### [Material for this task]
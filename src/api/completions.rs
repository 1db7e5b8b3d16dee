//! Completion ledger routes — the quest toggle surface.

use axum::extract::{Path, Query, State};
use axum::http::StatusCode;
use axum::Json;
use chrono::NaiveDate;
use serde::Deserialize;

use crate::api::AppState;
use crate::error::{QuestError, QuestResult};
use crate::ledger::completions::{
    query_completions, record_completion, remove_completion, CompletionQuery, RecordOutcome,
    RemoveOutcome,
};
use crate::ledger::types::QuestCompletion;

#[derive(Debug, Deserialize)]
pub struct RecordRequest {
    pub quest_id: String,
    pub date: Option<NaiveDate>,
}

/// POST /completions — toggle a quest on for a date (default today).
pub async fn record(
    State(state): State<AppState>,
    Json(body): Json<RecordRequest>,
) -> Result<(StatusCode, Json<RecordOutcome>), QuestError> {
    if body.quest_id.is_empty() {
        return Err(QuestError::invalid("quest_id is required"));
    }

    let mut conn = state.db();
    let outcome = record_completion(
        &mut conn,
        &state.config.rules,
        state.user(),
        &state.config.storage.default_username,
        &body.quest_id,
        body.date,
    )?;
    Ok((StatusCode::CREATED, Json(outcome)))
}

/// DELETE /completions/{id} — toggle off, reversing the insertion exactly.
pub async fn remove(
    State(state): State<AppState>,
    Path(id): Path<String>,
) -> Result<Json<RemoveOutcome>, QuestError> {
    let mut conn = state.db();
    let outcome = remove_completion(&mut conn, &state.config.rules, state.user(), &id)?;
    Ok(Json(outcome))
}

/// GET /completions?date=YYYY-MM-DD or ?from=&to= — most recent toggle first.
pub async fn list(
    State(state): State<AppState>,
    Query(query): Query<CompletionQuery>,
) -> QuestResult<Json<Vec<QuestCompletion>>> {
    let conn = state.db();
    let completions = query_completions(&conn, state.user(), &query)?;
    Ok(Json(completions))
}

### [The task]
Write down every line of the data above that includes the string "ledger".

### [Exercise result]
//! Completion ledger routes — the quest toggle surface.
use crate::ledger::completions::{
use crate::ledger::types::QuestCompletion;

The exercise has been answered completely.